One lesson was not to take the courts for granted. Trudeau and his people were read that lesson in a Federal Court of Appeal decision that froze construction on the Trans Mountain pipeline expansion.
The second lesson was never, ever again, to trust anything Donald Trump says. He blew a hole in months of painstaking negotiations for a new or revised NAFTA agreement when he disowned the efforts of his own negotiating team; declared that Canada had been abusing the United States on the trade front for decades; and insisted he would not sign any agreement that did not give the U.S. everything it wanted. So much for good-faith bargaining!
As to the first lesson, the government had mistakenly assumed that the 1,150 km pipeline project faced clear sailing. All requisite regulatory and political approvals having been obtained, surely the courts would brush aside lingering legal challenges.
Based on that assumption, the government agreed to buy the pipeline from Kinder Morgan for $4.5 billion, plus however many additional billions might be needed to finish the job if Ottawa could not find a private sector operator prepared to take the pipeline off its hands.
Not so fast, said a three-member panel of the Federal Court of Appeal. It found major flaws in the National Energy Board’s approval process – inadequate consultation with some of the Indigenous groups along the pipeline route, and failure to assess the potential risk to the marine environment from increased tanker traffic off the British Columbia coast.
The court did not kill the pipeline, but it set some onerous conditions for the NEB and the government to meet. There is little doubt that the government would not have considered buying the pipeline if it had foreseen the possibility of a court-imposed roadblock.
It could appeal the ruling to the Supreme Court of Canada, but it won’t. No Liberal government interested in re-election would venture to ask the highest court to set aside legitimate Indigenous and environmental issues.
The Trudeau government is cornered. Politically, it has no choice but to meet the court’s stipulations – and to do so post-haste. Delay will only make matters worse.
While the government can be accused of lack of foresight – or an absence of a pipeline Plan B – it cannot be held responsible for the NAFTA mess.

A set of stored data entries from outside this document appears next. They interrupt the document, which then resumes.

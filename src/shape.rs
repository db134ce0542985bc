//! Result shaping for the four report consumers.
//!
//! Shaping is presentation-neutral: it decides what numbers and labels a
//! table, bar, line or pie view receives, never how they are drawn.

use inflector::Inflector;
use serde::Serialize;

use crate::aggregate::Aggregated;
use crate::model::{ChartType, ColumnRef, Row};

/// Input to [`shape`]: raw rows for tables, grouped series for charts.
#[derive(Debug, Clone, Copy)]
pub enum ShapeInput<'a> {
    Rows {
        rows: &'a [Row],
        columns: &'a [ColumnRef],
    },
    Series {
        aggregated: &'a Aggregated,
        /// Label of the group field, used as the table header.
        group_label: &'a str,
        series_name: &'a str,
    },
}

/// Table view: rows passed through, with the column order to display them in.
#[derive(Debug, Clone, PartialEq, Serialize)]
pub struct TableView {
    /// Row keys, in display order.
    pub columns: Vec<String>,
    /// Human-readable header for each column.
    pub headers: Vec<String>,
    pub rows: Vec<Row>,
}

#[derive(Debug, Clone, PartialEq, Serialize)]
pub struct Series {
    pub name: String,
    pub values: Vec<Option<f64>>,
}

/// Bar and line view.
#[derive(Debug, Clone, PartialEq, Serialize)]
pub struct SeriesView {
    pub categories: Vec<String>,
    pub series: Vec<Series>,
}

#[derive(Debug, Clone, PartialEq, Serialize)]
pub struct Slice {
    pub label: String,
    pub value: f64,
    /// Share of the total, rounded to the nearest whole percent. Slices may
    /// sum to slightly less or more than 100.
    pub percent_of_total: i64,
}

/// Pie view.
#[derive(Debug, Clone, PartialEq, Serialize)]
pub struct PieView {
    pub slices: Vec<Slice>,
}

/// Consumer-ready report output.
#[derive(Debug, Clone, PartialEq, Serialize)]
#[serde(tag = "type", rename_all = "lowercase")]
pub enum ViewModel {
    Table(TableView),
    Bar(SeriesView),
    Line(SeriesView),
    Pie(PieView),
}

/// Errors raised while shaping.
#[derive(Debug, Clone, PartialEq, Eq, thiserror::Error)]
pub enum ShapeError {
    #[error("a {0} chart needs grouped data; set a group-by field")]
    SeriesRequired(ChartType),
}

/// Human label for a column key: `users.full_name` → `Users Full Name`.
pub fn header_label(column: &str) -> String {
    column.replace('.', " ").to_title_case()
}

/// Shape `input` for a `chart_type` consumer.
pub fn shape(input: ShapeInput<'_>, chart_type: ChartType) -> Result<ViewModel, ShapeError> {
    match (input, chart_type) {
        (ShapeInput::Rows { rows, columns }, ChartType::Table) => Ok(ViewModel::Table(
            table_view(rows, columns.iter().map(|c| c.qualified_name()).collect()),
        )),
        (ShapeInput::Rows { .. }, other) => Err(ShapeError::SeriesRequired(other)),
        (
            ShapeInput::Series {
                aggregated,
                group_label,
                series_name,
            },
            ChartType::Table,
        ) => Ok(ViewModel::Table(series_table(aggregated, group_label, series_name))),
        (ShapeInput::Series { aggregated, series_name, .. }, ChartType::Bar) => {
            Ok(ViewModel::Bar(series_view(aggregated, series_name)))
        }
        (ShapeInput::Series { aggregated, series_name, .. }, ChartType::Line) => {
            Ok(ViewModel::Line(series_view(aggregated, series_name)))
        }
        (ShapeInput::Series { aggregated, .. }, ChartType::Pie) => {
            Ok(ViewModel::Pie(pie_view(aggregated)))
        }
    }
}

fn table_view(rows: &[Row], columns: Vec<String>) -> TableView {
    TableView {
        headers: columns.iter().map(|c| header_label(c)).collect(),
        columns,
        rows: rows.to_vec(),
    }
}

fn series_table(aggregated: &Aggregated, group_label: &str, series_name: &str) -> TableView {
    let rows = aggregated
        .buckets
        .iter()
        .map(|b| {
            let mut row = Row::new();
            row.insert(group_label.to_string(), b.key.clone().into());
            row.insert(series_name.to_string(), b.value.into());
            row
        })
        .collect::<Vec<_>>();
    table_view(&rows, vec![group_label.to_string(), series_name.to_string()])
}

fn series_view(aggregated: &Aggregated, series_name: &str) -> SeriesView {
    SeriesView {
        categories: aggregated.buckets.iter().map(|b| b.key.clone()).collect(),
        series: vec![Series {
            name: series_name.to_string(),
            values: aggregated.buckets.iter().map(|b| b.value).collect(),
        }],
    }
}

fn pie_view(aggregated: &Aggregated) -> PieView {
    let total: f64 = aggregated.buckets.iter().filter_map(|b| b.value).sum();
    let slices = aggregated
        .buckets
        .iter()
        .map(|b| {
            let value = b.value.unwrap_or(0.0);
            let percent_of_total = if total > 0.0 {
                (value / total * 100.0).round() as i64
            } else {
                0
            };
            Slice {
                label: b.key.clone(),
                value,
                percent_of_total,
            }
        })
        .collect();
    PieView { slices }
}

Foreign Affairs Minister Chrystia Freeland and her team will be back in Washington on Wednesday, doing what they have been doing for months – bargaining in good faith. They play by the rules, just as Canadian negotiators played three decades ago in the free trade negotiations with the administration of President Ronald Reagan. Reagan may have been on the cusp of dementia, but he was an honourable leader who kept his word.
Not so with Trump. While Freeland went out of her way last week to say the American team was negotiating in good faith, the same could not be said of their boss. First, he negotiated some sort of bilateral trade deal with Mexico, then he deliberately cut Canada out of the process.

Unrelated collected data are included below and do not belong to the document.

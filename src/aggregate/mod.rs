//! Client-side grouping of fetched rows into chart series.
//!
//! Rows are bucketed by a group field, optionally truncated to a calendar
//! unit, and one aggregation is applied per bucket. Values that cannot be
//! aggregated are skipped and counted, never treated as errors.

mod bucket;

pub use bucket::{local_date_in, truncate, ViewerZone};

use std::collections::BTreeMap;

use chrono::NaiveDate;
use serde::Serialize;
use serde_json::Value;

use crate::model::{Aggregation, ChartConfig, ChartError, ChartType, DateGrouping, Row};

/// Label for rows whose group value is missing or null.
pub const MISSING_KEY: &str = "(none)";

/// What to group by and how to aggregate.
#[derive(Debug, Clone, PartialEq, Eq)]
pub struct GroupSpec {
    /// Row key of the group field.
    pub group_by: String,
    pub date_grouping: Option<DateGrouping>,
    pub aggregation: Aggregation,
    /// Row key of the aggregated field; required unless counting.
    pub value_field: Option<String>,
}

impl GroupSpec {
    pub fn count_by(group_by: impl Into<String>) -> Self {
        Self {
            group_by: group_by.into(),
            date_grouping: None,
            aggregation: Aggregation::Count,
            value_field: None,
        }
    }

    pub fn new(
        group_by: impl Into<String>,
        aggregation: Aggregation,
        value_field: impl Into<String>,
    ) -> Self {
        Self {
            group_by: group_by.into(),
            date_grouping: None,
            aggregation,
            value_field: Some(value_field.into()),
        }
    }

    pub fn with_date_grouping(mut self, grouping: DateGrouping) -> Self {
        self.date_grouping = Some(grouping);
        self
    }

    /// Derive the grouping a chart asks for. `None` for tables and for
    /// charts without a group field.
    pub fn from_chart(chart: &ChartConfig) -> Result<Option<Self>, ChartError> {
        chart.validate()?;
        if chart.chart_type == ChartType::Table {
            return Ok(None);
        }
        let Some(group_by) = &chart.group_by else {
            return Ok(None);
        };
        let aggregation = chart.effective_aggregation().unwrap_or(Aggregation::Count);
        Ok(Some(Self {
            group_by: group_by.qualified_name(),
            date_grouping: chart.effective_date_grouping(),
            aggregation,
            value_field: chart.value_field.as_ref().map(|c| c.qualified_name()),
        }))
    }

    /// Series label, e.g. `count` or `sum(amount)`.
    pub fn series_name(&self) -> String {
        match (&self.aggregation, &self.value_field) {
            (Aggregation::Count, _) | (_, None) => self.aggregation.to_string(),
            (agg, Some(field)) => format!("{}({})", agg, field),
        }
    }
}

/// One group and its aggregated value.
#[derive(Debug, Clone, PartialEq, Serialize)]
pub struct Bucket {
    pub key: String,
    /// `None` when every value in the bucket was skipped (avg/min/max).
    pub value: Option<f64>,
    /// Rows that fell into this bucket.
    pub rows: usize,
}

/// Ordered buckets plus the number of rows excluded along the way.
#[derive(Debug, Clone, PartialEq, Default, Serialize)]
pub struct Aggregated {
    pub buckets: Vec<Bucket>,
    /// Rows whose group timestamp or aggregated value was unusable.
    pub skipped: usize,
}

impl Aggregated {
    pub fn is_empty(&self) -> bool {
        self.buckets.is_empty()
    }
}

/// Group key; variant order gives dates chronologically, text lexically,
/// and the missing bucket last.
#[derive(Debug, Clone, PartialEq, Eq, PartialOrd, Ord)]
enum GroupKey {
    Date(NaiveDate),
    Text(String),
    Missing,
}

impl GroupKey {
    fn label(&self) -> String {
        match self {
            GroupKey::Date(d) => d.format("%Y-%m-%d").to_string(),
            GroupKey::Text(s) => s.clone(),
            GroupKey::Missing => MISSING_KEY.to_string(),
        }
    }
}

#[derive(Debug, Default)]
struct Accumulator {
    rows: usize,
    values: usize,
    sum: f64,
    min: Option<f64>,
    max: Option<f64>,
}

impl Accumulator {
    fn add(&mut self, value: f64) {
        self.values += 1;
        self.sum += value;
        self.min = Some(self.min.map_or(value, |m| m.min(value)));
        self.max = Some(self.max.map_or(value, |m| m.max(value)));
    }

    fn finish(&self, aggregation: Aggregation) -> Option<f64> {
        match aggregation {
            Aggregation::Count => Some(self.rows as f64),
            Aggregation::Sum => Some(self.sum),
            Aggregation::Avg if self.values > 0 => Some(self.sum / self.values as f64),
            Aggregation::Avg => None,
            Aggregation::Min => self.min,
            Aggregation::Max => self.max,
        }
    }
}

/// Numeric reading of a row value. Numeric strings count, everything else
/// (null, bool, objects, free text) does not.
pub fn numeric_value(value: &Value) -> Option<f64> {
    match value {
        Value::Number(n) => n.as_f64().filter(|f| f.is_finite()),
        Value::String(s) => s.trim().parse::<f64>().ok().filter(|f| f.is_finite()),
        _ => None,
    }
}

fn text_key(value: &Value) -> GroupKey {
    match value {
        Value::Null => GroupKey::Missing,
        Value::String(s) => GroupKey::Text(s.clone()),
        other => GroupKey::Text(other.to_string()),
    }
}

/// Group `rows` according to `spec`, cutting date buckets in `zone`.
///
/// Output is ordered by key ascending and is identical for identical input.
pub fn aggregate(rows: &[Row], spec: &GroupSpec, zone: ViewerZone) -> Aggregated {
    let mut groups: BTreeMap<GroupKey, Accumulator> = BTreeMap::new();
    let mut skipped = 0;

    for row in rows {
        let raw = row.get(&spec.group_by).unwrap_or(&Value::Null);
        let key = match spec.date_grouping {
            Some(grouping) => {
                if raw.is_null() {
                    GroupKey::Missing
                } else {
                    match zone.local_date(raw) {
                        Some(date) => GroupKey::Date(truncate(date, grouping)),
                        None => {
                            skipped += 1;
                            continue;
                        }
                    }
                }
            }
            None => text_key(raw),
        };

        let acc = groups.entry(key).or_default();
        acc.rows += 1;

        if spec.aggregation == Aggregation::Count {
            continue;
        }
        let value = spec
            .value_field
            .as_ref()
            .and_then(|f| row.get(f))
            .and_then(numeric_value);
        match value {
            Some(v) => acc.add(v),
            None => skipped += 1,
        }
    }

    if skipped > 0 {
        tracing::debug!(skipped, group_by = %spec.group_by, "skipped unaggregatable rows");
    }

    Aggregated {
        buckets: groups
            .iter()
            .map(|(key, acc)| Bucket {
                key: key.label(),
                value: acc.finish(spec.aggregation),
                rows: acc.rows,
            })
            .collect(),
        skipped,
    }
}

That may be partly out of personal ill-will he has developed toward Trudeau since the G7 summit in Quebec. It is surely out of Trump’s narcissism and his conviction that any set of negotiations can have only one winner – Donald J. Trump.
In her best-selling new book, “Unhinged,” Omarosa Manigault Newman, the only black female in the mainly male, overwhelming white, upper echelon of the Trump White House – and a woman who had worked with and for Trump over a period of 15 years – describes his increasing irrationality and outbursts of rage directed at his staff, supporters and even members of his family.
Her conclusion: “His mental state was so deteriorated that the filter between the worst impulses of his mind and his mouth was completely gone.”
How can anyone negotiate with leader in that condition?